Born Isabella Delves
Broughton in Marylebone, London, she was the eldest child of Major
Sir Evelyn Delves Broughton, a military officer, and his second wife,
Helen Mary Shore, a barrister.
Sir Evelyn was the only son of Jock
Delves Broughton; his sister, Rosamond, married Simon Fraser, 15th
Lord Lovat in 1938.
Blow had two
sisters, Julia and Lavinia; her brother, John, drowned in the
family's swimming pool at the age of 2. This had a profound effect on
her. In 1972, when she was 14, her parents separated and her mother
left the household, bidding each daughter farewell with a handshake.

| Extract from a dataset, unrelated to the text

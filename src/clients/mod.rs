pub mod gmail_client;
pub mod service_account;

pub use gmail_client::{GmailClient, MailSender, GMAIL_API_BASE, GMAIL_SEND_SCOPE};
pub use service_account::ServiceAccountKey;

Her parents divorced two years later. Isabella did not get along with
her father, who bequeathed her only £5,000 from his estate, which
was worth more than one million pounds. Blow often said her fondest
memory was trying on her mother's pink hat, a recollection that she
explained led to her career in fashion.
Blow studied for her
A-levels at Heathfield School, after which she enrolled at a
secretarial college and then took odd jobs. As she told Tamsin
Blanchard of The Observer in 2002:
I've done the most
peculiar jobs. I was working in a scone shop for years, selling
apricot-studded scones. I was a cleaner in London for two years. I
wore a handkerchief with knots on the side, and my cousin saw me in
the post office and said, What are you doing? I said, What do you
think I look like I'm doing? I'm a cleaner!
Blow moved to New
York City in 1979 to study Ancient Chinese Art at Columbia University
and shared a flat with the actress Catherine Oxenberg. A year later,
she left the Art History programme at Columbia, moved to Texas, and
worked for Guy Laroche. In 1981, she married her first husband,
Nicholas Taylor (whom she divorced in 1983), and was introduced to
the fashion director of the US edition of Vogue, Anna Wintour. She
was hired initially as Wintour's assistant, but it was not long
before she was assisting André Leon Talley, as of 2008 US Vogue's
editor-at-large. While working in New York, she befriended Andy
Warhol and Jean-Michel Basquiat.
In 1986, Blow
returned to London and worked for Michael Roberts, then the fashion
director of Tatler and The Sunday Times Style magazine. During this
period she was romantically linked to editor Tim Willis. In 1989,
Blow married her second husband, barrister and art dealer Detmar
Hamilton Lorenz Arthur Blow, a grandson (and namesake) of the early
20th-century society architect Detmar Blow, in Gloucester Cathedral.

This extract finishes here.